Lead a team of data and infrastructure engineers in the overall delivery of data solutions enabling advanced data science and analytics.
Drive the analysis, design, and development of a roadmap and implementation plan to continuously modernize our analytics data and model management platform and improve operational efficiency in accordance with business objectives.
Implement data security measures and ensure compliance with data governance policies and standards.
Engineer secure app patterns into cloud platforms.
Use your knowledge of cloud design patterns, cloud operations, and cloud cost models to identify and address performance bottlenecks, troubleshoot technical issues, and implement optimizations to enhance overall data & model management platform performance.
Work collaboratively with cross-functional teams, including data scientists, analysts, engineers, and business stakeholders, to understand data and ML system requirements and deliver effective solutions.
Be a technology thought leader and a key influencer on technical decisions and organizational strategy that have long-term, strategic impact on the business.
Requirements:
10 or more years of experience (preferred)

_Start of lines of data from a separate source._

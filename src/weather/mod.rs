//! Weather process for energy harvesting
//!
//! Each round the sky is sunny, cloudy or rainy. The condition scales the
//! base charge rate of every harvesting node by a fixed factor. A single draw
//! is made per round and shared by the whole field.

pub mod source;

pub use source::{build_source, ConstantHarvest, DayNightCycle, HarvestSource};

use rand::Rng;
use rand_chacha::ChaCha8Rng;
use serde::{Deserialize, Serialize};

use crate::core::error::ConfigError;

/// Tolerance used when checking that the weather probabilities sum to one
pub const PROBABILITY_EPSILON: f64 = 1e-9;

/// Multiplier applied to the base charge rate for one round
#[derive(Debug, Clone, Copy, PartialEq, Eq, PartialOrd, Ord, Hash, Serialize, Deserialize)]
#[serde(rename_all = "snake_case")]
pub enum HarvestFactor {
    None,
    Half,
    Full,
}

impl HarvestFactor {
    pub fn multiplier(&self) -> f64 {
        match self {
            Self::Full => 1.0,
            Self::Half => 0.5,
            Self::None => 0.0,
        }
    }
}

/// Sky condition for a round
#[derive(Debug, Clone, Copy, PartialEq, Eq, Hash, Serialize, Deserialize)]
#[serde(rename_all = "snake_case")]
pub enum Weather {
    Sunny,
    Cloudy,
    Rainy,
}

impl Weather {
    pub fn harvest_factor(&self) -> HarvestFactor {
        match self {
            Self::Sunny => HarvestFactor::Full,
            Self::Cloudy => HarvestFactor::Half,
            Self::Rainy => HarvestFactor::None,
        }
    }
}

/// Categorical distribution over [`Weather`]
#[derive(Debug, Clone, Copy, PartialEq, Serialize, Deserialize)]
#[serde(default)]
pub struct WeatherProbabilities {
    pub sunny: f64,
    pub cloudy: f64,
    pub rainy: f64,
}

impl Default for WeatherProbabilities {
    fn default() -> Self {
        Self {
            sunny: 0.6,
            cloudy: 0.3,
            rainy: 0.1,
        }
    }
}

impl WeatherProbabilities {
    pub fn validate(&self) -> Result<(), ConfigError> {
        for (name, value) in [
            ("sunny", self.sunny),
            ("cloudy", self.cloudy),
            ("rainy", self.rainy),
        ] {
            if !(0.0..=1.0).contains(&value) {
                return Err(ConfigError::ProbabilityOutOfRange { name, value });
            }
        }

        let sum = self.sunny + self.cloudy + self.rainy;
        if (sum - 1.0).abs() > PROBABILITY_EPSILON {
            return Err(ConfigError::ProbabilitySum(sum));
        }
        Ok(())
    }

    /// Map a uniform value in `[0, 1)` onto a weather condition.
    ///
    /// The rainy probability is implied: anything at or above the cumulative
    /// sunny + cloudy threshold is rain.
    pub fn classify(&self, u: f64) -> Weather {
        if u < self.sunny {
            Weather::Sunny
        } else if u < self.sunny + self.cloudy {
            Weather::Cloudy
        } else {
            Weather::Rainy
        }
    }

    /// Mean harvest multiplier under this distribution
    pub fn expected_factor(&self) -> f64 {
        self.sunny * HarvestFactor::Full.multiplier()
            + self.cloudy * HarvestFactor::Half.multiplier()
            + self.rainy * HarvestFactor::None.multiplier()
    }

    /// Lowest factor with non-zero probability
    pub fn worst_factor(&self) -> HarvestFactor {
        if self.rainy > 0.0 {
            HarvestFactor::None
        } else if self.cloudy > 0.0 {
            HarvestFactor::Half
        } else {
            HarvestFactor::Full
        }
    }
}

/// Stochastic weather generator with an injected random source
#[derive(Debug, Clone)]
pub struct WeatherProcess<R = ChaCha8Rng> {
    probabilities: WeatherProbabilities,
    rng: R,
}

impl<R: Rng> WeatherProcess<R> {
    pub fn new(probabilities: WeatherProbabilities, rng: R) -> Result<Self, ConfigError> {
        probabilities.validate()?;
        Ok(Self { probabilities, rng })
    }

    pub fn probabilities(&self) -> &WeatherProbabilities {
        &self.probabilities
    }

    /// Draw one uniform value and classify it
    pub fn draw_weather(&mut self) -> Weather {
        let u: f64 = self.rng.gen();
        self.probabilities.classify(u)
    }

    /// Draw the harvest factor for one round
    pub fn draw(&mut self) -> HarvestFactor {
        self.draw_weather().harvest_factor()
    }
}

#[cfg(test)]
mod tests {
    use super::*;
    use rand::SeedableRng;

    #[test]
    fn test_factor_multipliers() {
        assert_eq!(HarvestFactor::Full.multiplier(), 1.0);
        assert_eq!(HarvestFactor::Half.multiplier(), 0.5);
        assert_eq!(HarvestFactor::None.multiplier(), 0.0);
        assert!(HarvestFactor::None < HarvestFactor::Half);
        assert!(HarvestFactor::Half < HarvestFactor::Full);
    }

    #[test]
    fn test_classify_thresholds() {
        let p = WeatherProbabilities::default();
        assert_eq!(p.classify(0.0), Weather::Sunny);
        assert_eq!(p.classify(0.59), Weather::Sunny);
        assert_eq!(p.classify(0.6), Weather::Cloudy);
        assert_eq!(p.classify(0.89), Weather::Cloudy);
        assert_eq!(p.classify(0.9), Weather::Rainy);
        assert_eq!(p.classify(0.999), Weather::Rainy);
    }

    #[test]
    fn test_classify_sequence_is_reproducible() {
        let p = WeatherProbabilities::default();
        let uniforms = [0.1, 0.95, 0.7, 0.6, 0.3, 0.91];
        let first: Vec<_> = uniforms.iter().map(|&u| p.classify(u).harvest_factor()).collect();
        let second: Vec<_> = uniforms.iter().map(|&u| p.classify(u).harvest_factor()).collect();
        assert_eq!(first, second);
        assert_eq!(
            first,
            vec![
                HarvestFactor::Full,
                HarvestFactor::None,
                HarvestFactor::Half,
                HarvestFactor::Half,
                HarvestFactor::Full,
                HarvestFactor::None,
            ]
        );
    }

    #[test]
    fn test_validate() {
        assert!(WeatherProbabilities::default().validate().is_ok());

        let bad_sum = WeatherProbabilities {
            sunny: 0.6,
            cloudy: 0.3,
            rainy: 0.05,
        };
        assert!(matches!(bad_sum.validate(), Err(ConfigError::ProbabilitySum(_))));

        let negative = WeatherProbabilities {
            sunny: 1.2,
            cloudy: -0.2,
            rainy: 0.0,
        };
        assert!(matches!(
            negative.validate(),
            Err(ConfigError::ProbabilityOutOfRange { .. })
        ));

        let always_sunny = WeatherProbabilities {
            sunny: 1.0,
            cloudy: 0.0,
            rainy: 0.0,
        };
        assert!(always_sunny.validate().is_ok());
    }

    #[test]
    fn test_expected_and_worst_factor() {
        let p = WeatherProbabilities::default();
        assert!((p.expected_factor() - 0.75).abs() < 1e-12);
        assert_eq!(p.worst_factor(), HarvestFactor::None);

        let no_rain = WeatherProbabilities {
            sunny: 0.5,
            cloudy: 0.5,
            rainy: 0.0,
        };
        assert_eq!(no_rain.worst_factor(), HarvestFactor::Half);
    }

    #[test]
    fn test_seeded_process_is_deterministic() {
        let p = WeatherProbabilities::default();
        let mut a = WeatherProcess::new(p, ChaCha8Rng::seed_from_u64(9)).unwrap();
        let mut b = WeatherProcess::new(p, ChaCha8Rng::seed_from_u64(9)).unwrap();
        let draws_a: Vec<_> = (0..200).map(|_| a.draw()).collect();
        let draws_b: Vec<_> = (0..200).map(|_| b.draw()).collect();
        assert_eq!(draws_a, draws_b);
    }

    #[test]
    fn test_draw_frequencies() {
        let p = WeatherProbabilities::default();
        let mut process = WeatherProcess::new(p, ChaCha8Rng::seed_from_u64(1234)).unwrap();
        let n = 20_000;
        let sunny = (0..n)
            .filter(|_| process.draw_weather() == Weather::Sunny)
            .count();
        let ratio = sunny as f64 / n as f64;
        assert!((ratio - 0.6).abs() < 0.02, "sunny ratio {}", ratio);
    }

    #[test]
    fn test_process_rejects_bad_probabilities() {
        let p = WeatherProbabilities {
            sunny: 0.5,
            cloudy: 0.3,
            rainy: 0.15,
        };
        assert!(WeatherProcess::new(p, ChaCha8Rng::seed_from_u64(0)).is_err());
    }
}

Deep knowledge about public cloud architecture, cloud strategy, cloud operations, compliance, and related tools.
Hands-on experience in designing and delivering big data management and applications on cloud platforms using modern software development processes, methodologies, and tools.
Demonstrated experience in working with cloud-based ML frameworks, such as AWS SageMaker AI, Google Vertex AI, Microsoft Azure ML, or Databricks, and in MLOps workflows, patterns and delivery objectives.
Proficient in system design or a programming language such as GoLang, Scala, Python
Demonstrated experience in designing and supporting cloud-based data lakes/warehouses/lakehouses
Excellent collaboration skills and ability to work on a remote team.
Strong analytical, problem solving, and organizational skills.